Good
Grief
Philip G. Ney, MD, FRCP (C)
August 17, 2004
Like Sleep
Grief is a natural, normal and necessary process, much like sleep.
Often, like sleep, people don’t want to get into it for
fear. They are afraid to start grieving because of the pain of
loss, fears of loneliness, anger from being rejected, bitterness
of accumulated disappointments, uncertainty about the future,
weariness from sorrow and doubt about oneself. These are like
the nightmares of sleep. But like bad dreams, they all must be
endured if you are to waken refreshed. If you can go through the
process and finish grieving, you spontaneously recover, feel refreshed,
become more hopeful and energetic.
Complicated Grief
Grief that never gets started properly and grief that is complicated
by conflicts becomes pathological grief. Pathological grief often
results in depression.
The complications of grief arise from:
- Other unfinished griefs, e.g. previous abortions, an old
flame.
- Mixed feelings towards deceased person, e.g. love and hate,
desire and rejection
- Deceased person is dehumanized, seen only as a good or bad
object, “that drunken bum”, “just a conceptus”.
- Unfinished business, eg. unpaid debts, anger at boy friend.
- Contribution to the loss, e.g. paid to have preborn baby's
life terminated.
- No reconciliation, e.g. if didn’t forgive, will not
forget.
- Discouraged from talking and/or feeling, e.g. “the
abortion was a non event and so there is no need to grieve and
we don’t need to talk about it, do we”
Since all these complicating factors may and usually do apply
to abortions, it is easy to understand why abortions result in
the most difficult grief. Because grief for an aborted baby seldom
starts and is often complicated, it frequently results in depression.
Although physicians feel inclined to prescribe antidepressants
to women post abortion because it appears they are depressed,
the proper treatment is to facilitate grief and help a woman deal
with all the conflicts surrounding her abortion.

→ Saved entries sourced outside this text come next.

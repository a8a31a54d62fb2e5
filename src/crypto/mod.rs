//! Cryptographic backend.
//!
//! The validator only ever verifies signatures and computes digests. Both
//! are done with `ring`. The [`common`] module maps DNSSEC algorithm
//! numbers onto the closed set of algorithms available here, the
//! [`ring`](self::ring) module does the actual work.

pub mod common;
pub mod ring;

pub use self::common::{AlgorithmError, DigestType, SignatureAlgorithm};
pub use self::ring::{Digest, DigestBuilder, PublicKey};
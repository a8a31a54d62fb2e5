//! Record data from [RFC 5155]: NSEC3 records.
//!
//! This RFC defines the NSEC3 resource record for hashed authenticated
//! denial of existence.
//!
//! [RFC 5155]: https://tools.ietf.org/html/rfc5155

use super::dnssec::RtypeBitmap;
use crate::base::iana::{Nsec3HashAlgorithm, Rtype};
use crate::base::name::Name;
use crate::base::scan::{ScanError, Scanner};
use crate::rdata::RecordData;
use bytes::Bytes;
use data_encoding::{BASE32HEX_NOPAD, HEXLOWER};
use std::fmt;
use std::str::FromStr;

//------------ Nsec3 ---------------------------------------------------------

/// NSEC3 record data.
///
/// The owner name of an NSEC3 record is the hashed name of an existing
/// name in the zone prepended as a base32hex label to the zone apex. The
/// record data contains the hash of the next existing name in hash order
/// and the types present at the unhashed name.
#[derive(Clone, Debug, Eq, Hash, PartialEq)]
pub struct Nsec3 {
    hash_algorithm: Nsec3HashAlgorithm,
    flags: u8,
    iterations: u16,
    salt: Nsec3Salt,
    next_owner: OwnerHash,
    types: RtypeBitmap,
}

impl Nsec3 {
    /// The opt-out flag.
    ///
    /// If set, the span of the record may contain unsigned delegations.
    pub const OPT_OUT: u8 = 0x01;

    #[must_use]
    pub fn new(
        hash_algorithm: Nsec3HashAlgorithm,
        flags: u8,
        iterations: u16,
        salt: Nsec3Salt,
        next_owner: OwnerHash,
        types: RtypeBitmap,
    ) -> Self {
        Nsec3 {
            hash_algorithm,
            flags,
            iterations,
            salt,
            next_owner,
            types,
        }
    }

    #[must_use]
    pub fn hash_algorithm(&self) -> Nsec3HashAlgorithm {
        self.hash_algorithm
    }

    #[must_use]
    pub fn flags(&self) -> u8 {
        self.flags
    }

    /// Returns whether the opt-out flag is set.
    #[must_use]
    pub fn opt_out(&self) -> bool {
        self.flags & Self::OPT_OUT != 0
    }

    #[must_use]
    pub fn iterations(&self) -> u16 {
        self.iterations
    }

    #[must_use]
    pub fn salt(&self) -> &Nsec3Salt {
        &self.salt
    }

    #[must_use]
    pub fn next_owner(&self) -> &OwnerHash {
        &self.next_owner
    }

    #[must_use]
    pub fn types(&self) -> &RtypeBitmap {
        &self.types
    }

    pub fn scan(scanner: &mut Scanner) -> Result<Self, ScanError> {
        Ok(Self::new(
            scanner.scan_parse("expected hash algorithm")?,
            scanner.scan_parse("expected NSEC3 flags")?,
            scanner.scan_parse("expected NSEC3 iterations")?,
            scanner.scan_parse("expected NSEC3 salt")?,
            OwnerHash::from_octets(scanner.scan_base32hex()?.into())?,
            RtypeBitmap::scan(scanner)?,
        ))
    }
}

impl RecordData for Nsec3 {
    fn rtype(&self) -> Rtype {
        Rtype::NSEC3
    }

    fn compose_rdata(&self, target: &mut Vec<u8>) {
        self.hash_algorithm.compose(target);
        target.push(self.flags);
        target.extend_from_slice(&self.iterations.to_be_bytes());
        target.push(self.salt.len() as u8);
        target.extend_from_slice(self.salt.as_slice());
        target.push(self.next_owner.len() as u8);
        target.extend_from_slice(self.next_owner.as_slice());
        target.extend_from_slice(self.types.as_slice());
    }
}

impl fmt::Display for Nsec3 {
    fn fmt(&self, f: &mut fmt::Formatter) -> fmt::Result {
        write!(
            f,
            "{} {} {} {} {}",
            self.hash_algorithm.to_int(),
            self.flags,
            self.iterations,
            self.salt,
            self.next_owner
        )?;
        if self.types.iter().next().is_some() {
            write!(f, " {}", self.types)?;
        }
        Ok(())
    }
}

//------------ Nsec3Salt -----------------------------------------------------

/// The salt value of an NSEC3 record.
///
/// The salt can never be longer than 255 octets since its length is encoded
/// as a single octet. In presentation format an empty salt is written as
/// a single dash.
#[derive(Clone, Debug, Default, Eq, Hash, PartialEq)]
pub struct Nsec3Salt(Bytes);

impl Nsec3Salt {
    /// Creates an empty salt value.
    #[must_use]
    pub fn empty() -> Self {
        Nsec3Salt(Bytes::new())
    }

    /// Creates a new salt value from the given octets.
    ///
    /// Returns succesfully if `octets` can indeed be used as a
    /// character string, i.e., it is not longer than 255 bytes.
    pub fn from_octets(octets: Bytes) -> Result<Self, Nsec3SaltError> {
        if octets.len() > 255 {
            Err(Nsec3SaltError(()))
        } else {
            Ok(Nsec3Salt(octets))
        }
    }

    #[must_use]
    pub fn as_slice(&self) -> &[u8] {
        self.0.as_ref()
    }

    #[must_use]
    pub fn len(&self) -> usize {
        self.0.len()
    }

    #[must_use]
    pub fn is_empty(&self) -> bool {
        self.0.is_empty()
    }
}

impl FromStr for Nsec3Salt {
    type Err = Nsec3SaltError;

    fn from_str(s: &str) -> Result<Self, Self::Err> {
        if s == "-" {
            return Ok(Self::empty());
        }
        let octets = data_encoding::HEXUPPER_PERMISSIVE
            .decode(s.as_bytes())
            .map_err(|_| Nsec3SaltError(()))?;
        Self::from_octets(octets.into())
    }
}

impl fmt::Display for Nsec3Salt {
    fn fmt(&self, f: &mut fmt::Formatter) -> fmt::Result {
        if self.is_empty() {
            f.write_str("-")
        } else {
            f.write_str(&HEXLOWER.encode(self.as_slice()))
        }
    }
}

//------------ OwnerHash -----------------------------------------------------

/// The hash over the next owner name.
///
/// This hash is used instead of the actual owner name in NSEC3 records.
/// In presentation format it is written in base32hex without padding.
#[derive(Clone, Debug, Eq, Hash, Ord, PartialEq, PartialOrd)]
pub struct OwnerHash(Bytes);

impl OwnerHash {
    /// Creates a new owner hash from the given octets.
    pub fn from_octets(octets: Bytes) -> Result<Self, ScanError> {
        if octets.is_empty() || octets.len() > 255 {
            Err(ScanError::new("invalid owner hash length"))
        } else {
            Ok(OwnerHash(octets))
        }
    }

    /// Decodes an owner hash from the first label of an NSEC3 owner name.
    ///
    /// Returns `None` if the label is not valid base32hex.
    #[must_use]
    pub fn from_label(label: &[u8]) -> Option<Self> {
        let text = label.to_ascii_uppercase();
        let octets = BASE32HEX_NOPAD.decode(&text).ok()?;
        Self::from_octets(octets.into()).ok()
    }

    #[must_use]
    pub fn as_slice(&self) -> &[u8] {
        self.0.as_ref()
    }

    #[must_use]
    pub fn len(&self) -> usize {
        self.0.len()
    }

    #[must_use]
    pub fn is_empty(&self) -> bool {
        self.0.is_empty()
    }

    /// Returns the hash as a label in presentation format.
    #[must_use]
    pub fn to_label(&self) -> String {
        BASE32HEX_NOPAD.encode(self.as_slice()).to_ascii_lowercase()
    }

    /// Returns the NSEC3 owner name for this hash in the given zone.
    pub fn owner_name(
        &self,
        zone: &Name,
    ) -> Result<Name, crate::base::name::NameError> {
        zone.prepend(self.to_label().as_bytes())
    }
}

impl fmt::Display for OwnerHash {
    fn fmt(&self, f: &mut fmt::Formatter) -> fmt::Result {
        f.write_str(&self.to_label())
    }
}

//------------ Nsec3SaltError ------------------------------------------------

/// A byte sequence does not represent a valid NSEC3 salt.
///
/// This can happen if it is longer than 255 octets or is not valid hex.
#[derive(Clone, Copy, Debug, Eq, PartialEq)]
pub struct Nsec3SaltError(());

impl fmt::Display for Nsec3SaltError {
    fn fmt(&self, f: &mut fmt::Formatter) -> fmt::Result {
        f.write_str("illegal NSEC3 salt")
    }
}

impl std::error::Error for Nsec3SaltError {}

//============ Testing =======================================================
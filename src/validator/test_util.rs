//! Signed zones and a scripted upstream for tests.
//!
//! A [MockUpstream] acts like a recursive resolver that knows a set of
//! zones. Zones are signed with freshly generated keys when the upstream
//! is created, the delegations between them are added automatically.

use std::collections::{BTreeMap, HashMap, HashSet};
use std::future::Future;
use std::pin::Pin;
use std::str::FromStr;
use std::sync::atomic::{AtomicBool, AtomicUsize, Ordering};
use std::sync::{Arc, Mutex};

use bytes::Bytes;
use ring::rand::SystemRandom;
use ring::signature::{
    EcdsaKeyPair, Ed25519KeyPair, KeyPair, ECDSA_P256_SHA256_FIXED_SIGNING,
};

use crate::base::iana::{
    Class, DigestAlgorithm, Nsec3HashAlgorithm, Rcode, Rtype,
    SecurityAlgorithm,
};
use crate::base::record::scan_records;
use crate::base::{Message, Name, Question, Record, Section, Ttl};
use crate::net::client::request::{
    ComposeRequest, Error, GetResponse, RequestMessage, SendRequest,
};
use crate::rdata::dnssec::{RtypeBitmap, Timestamp};
use crate::rdata::nsec3::{Nsec3Salt, OwnerHash};
use crate::rdata::{AllRecordData, Cname, Dnskey, Ds, Nsec, Nsec3, Rrsig};

use super::anchor::TrustAnchors;
use super::base::{nsec3_hash, DnskeyExt, RrsigExt};

/// TTL of the SOA record and of negative answers.
const NEGATIVE_TTL: u32 = 300;

/// Longest alias chain the upstream follows.
const MAX_CHASE: usize = 16;

pub(crate) fn name(s: &str) -> Name {
    Name::from_str(s).unwrap()
}

/// Installs a tracing subscriber that honours `RUST_LOG`.
pub(crate) fn init_logging() {
    let _ = tracing_subscriber::fmt()
        .with_env_filter(tracing_subscriber::EnvFilter::from_default_env())
        .with_test_writer()
        .try_init();
}

//------------ SigningKey ----------------------------------------------------

#[derive(Clone, Copy, Debug, Eq, PartialEq)]
pub(crate) enum Algorithm {
    Ed25519,
    EcdsaP256,
}

enum KeyPairKind {
    Ed25519(Ed25519KeyPair),
    Ecdsa(EcdsaKeyPair),
}

/// A key that can sign RRsets.
pub(crate) struct SigningKey {
    pair: KeyPairKind,
    dnskey: Dnskey,
    rng: SystemRandom,
}

impl SigningKey {
    /// Generates a new key with the SEP and zone key flags set.
    pub fn generate(algorithm: Algorithm) -> Self {
        let rng = SystemRandom::new();
        let flags = Dnskey::ZONE_KEY | Dnskey::SECURE_ENTRY_POINT;
        match algorithm {
            Algorithm::Ed25519 => {
                let doc = Ed25519KeyPair::generate_pkcs8(&rng).unwrap();
                let pair = Ed25519KeyPair::from_pkcs8(doc.as_ref()).unwrap();
                let dnskey = Dnskey::new(
                    flags,
                    3,
                    SecurityAlgorithm::ED25519,
                    Bytes::copy_from_slice(pair.public_key().as_ref()),
                );
                Self {
                    pair: KeyPairKind::Ed25519(pair),
                    dnskey,
                    rng,
                }
            }
            Algorithm::EcdsaP256 => {
                let alg = &ECDSA_P256_SHA256_FIXED_SIGNING;
                let doc = EcdsaKeyPair::generate_pkcs8(alg, &rng).unwrap();
                let pair =
                    EcdsaKeyPair::from_pkcs8(alg, doc.as_ref(), &rng).unwrap();
                // DNSSEC leaves out the leading 0x04 of the point.
                let dnskey = Dnskey::new(
                    flags,
                    3,
                    SecurityAlgorithm::ECDSAP256SHA256,
                    Bytes::copy_from_slice(&pair.public_key().as_ref()[1..]),
                );
                Self {
                    pair: KeyPairKind::Ecdsa(pair),
                    dnskey,
                    rng,
                }
            }
        }
    }

    pub fn dnskey(&self) -> &Dnskey {
        &self.dnskey
    }

    fn sign(&self, data: &[u8]) -> Bytes {
        match &self.pair {
            KeyPairKind::Ed25519(pair) => {
                Bytes::copy_from_slice(pair.sign(data).as_ref())
            }
            KeyPairKind::Ecdsa(pair) => Bytes::copy_from_slice(
                pair.sign(&self.rng, data).unwrap().as_ref(),
            ),
        }
    }

    /// Returns the DS record data for this key at `owner`.
    pub fn ds(&self, owner: &Name) -> Ds {
        let digest = self.dnskey.digest(owner, DigestAlgorithm::SHA256).unwrap();
        Ds::new(
            self.dnskey.key_tag(),
            self.dnskey.algorithm(),
            DigestAlgorithm::SHA256,
            Bytes::copy_from_slice(digest.as_ref()),
        )
    }
}
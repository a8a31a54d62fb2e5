//! DNSSEC message digests and signature verification using `ring`.
//!
//! This backend supports the following algorithms:
//!
//! - RSA/SHA-1, RSA/SHA-256 and RSA/SHA-512 (1024 to 8192 bit keys)
//! - ECDSA P-256/SHA-256
//! - ECDSA P-384/SHA-384
//! - Ed25519

use ring::digest;
use ring::digest::SHA1_FOR_LEGACY_USE_ONLY;
use ring::digest::{Context, Digest as RingDigest};
use ring::signature::{self, RsaParameters, UnparsedPublicKey};

use super::common::{
    rsa_exponent_modulus, AlgorithmError, DigestType, SignatureAlgorithm,
};

use crate::rdata::Dnskey;

//----------- DigestBuilder --------------------------------------------------

/// Incremental computation of a DS digest.
pub struct DigestBuilder(Context);

impl DigestBuilder {
    /// Starts a digest of the given type.
    #[must_use]
    pub fn new(digest_type: DigestType) -> Self {
        Self(match digest_type {
            DigestType::Sha1 => Context::new(&SHA1_FOR_LEGACY_USE_ONLY),
            DigestType::Sha256 => Context::new(&digest::SHA256),
            DigestType::Sha384 => Context::new(&digest::SHA384),
        })
    }

    /// Feeds more data into the digest.
    pub fn update(&mut self, data: &[u8]) {
        self.0.update(data)
    }

    /// Returns the digest of everything fed so far.
    #[must_use]
    pub fn finish(self) -> Digest {
        Digest(self.0.finish())
    }
}

//----------- Digest ---------------------------------------------------------

/// A finished digest.
pub struct Digest(RingDigest);

impl AsRef<[u8]> for Digest {
    fn as_ref(&self) -> &[u8] {
        self.0.as_ref()
    }
}

//----------- PublicKey ------------------------------------------------------

/// A DNSKEY public key in the form `ring` verifies with.
pub enum PublicKey {
    /// Exponent and modulus with the PKCS#1 parameters to use.
    Rsa(
        &'static RsaParameters,
        signature::RsaPublicKeyComponents<Vec<u8>>,
    ),

    /// ECDSA and Ed25519 keys as raw octets.
    Unparsed(SignatureAlgorithm, UnparsedPublicKey<Vec<u8>>),
}

impl PublicKey {
    /// The smallest RSA modulus accepted, in octets.
    const RSA_MIN_BYTES: usize = 1024 / 8;

    /// Converts the key material of a [`Dnskey`].
    ///
    /// Fails for algorithms outside the supported set and for keys of the
    /// wrong size.
    pub fn from_dnskey(dnskey: &Dnskey) -> Result<Self, AlgorithmError> {
        let sec_alg =
            SignatureAlgorithm::from_security_algorithm(dnskey.algorithm())?;
        match sec_alg {
            SignatureAlgorithm::RsaSha1
            | SignatureAlgorithm::RsaSha256
            | SignatureAlgorithm::RsaSha512 => {
                let algorithm = match sec_alg {
                    SignatureAlgorithm::RsaSha1 => {
                        &signature::RSA_PKCS1_1024_8192_SHA1_FOR_LEGACY_USE_ONLY
                    }
                    SignatureAlgorithm::RsaSha256 => {
                        &signature::RSA_PKCS1_1024_8192_SHA256_FOR_LEGACY_USE_ONLY
                    }
                    _ => {
                        &signature::RSA_PKCS1_1024_8192_SHA512_FOR_LEGACY_USE_ONLY
                    }
                };

                // RFC 3110 key material, not DER. Hand over the components.
                let (e, n) =
                    rsa_exponent_modulus(dnskey, Self::RSA_MIN_BYTES)?;
                let public_key = signature::RsaPublicKeyComponents { n, e };
                Ok(PublicKey::Rsa(algorithm, public_key))
            }
            SignatureAlgorithm::EcdsaP256Sha256
            | SignatureAlgorithm::EcdsaP384Sha384 => {
                let (algorithm, key_len) = match sec_alg {
                    SignatureAlgorithm::EcdsaP256Sha256 => {
                        (&signature::ECDSA_P256_SHA256_FIXED, 64)
                    }
                    _ => (&signature::ECDSA_P384_SHA384_FIXED, 96),
                };

                let public_key = dnskey.public_key().as_ref();
                if public_key.len() != key_len {
                    return Err(AlgorithmError::InvalidData);
                }

                // ring wants the uncompressed point marker (RFC 6605).
                let mut key = Vec::with_capacity(public_key.len() + 1);
                key.push(0x4);
                key.extend_from_slice(public_key);

                Ok(PublicKey::Unparsed(
                    sec_alg,
                    signature::UnparsedPublicKey::new(algorithm, key),
                ))
            }
            SignatureAlgorithm::Ed25519 => {
                let key = dnskey.public_key().as_ref().to_vec();
                if key.len() != 32 {
                    return Err(AlgorithmError::InvalidData);
                }
                Ok(PublicKey::Unparsed(
                    sec_alg,
                    signature::UnparsedPublicKey::new(
                        &signature::ED25519,
                        key,
                    ),
                ))
            }
        }
    }

    /// Verify a signature.
    pub fn verify(
        &self,
        signed_data: &[u8],
        signature: &[u8],
    ) -> Result<(), AlgorithmError> {
        match self {
            PublicKey::Rsa(algorithm, public_key) => {
                public_key.verify(algorithm, signed_data, signature)
            }
            PublicKey::Unparsed(_, public_key) => {
                public_key.verify(signed_data, signature)
            }
        }
        .map_err(|_| AlgorithmError::BadSig)
    }
}

//============ Tests =========================================================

Sadly there are
few people who are inclined to do this and even fewer who are
appropriately skilled.
Like Sleep Deprivation
Anyone who has not been able to grieve senses that they must
do it sooner or later. They feel their mind and body become increasingly
tense. When a person has been deprived of sleep for too long,
they feel refreshed after a good sleep. They can function for
a little while but also find that occasionally they need to nap.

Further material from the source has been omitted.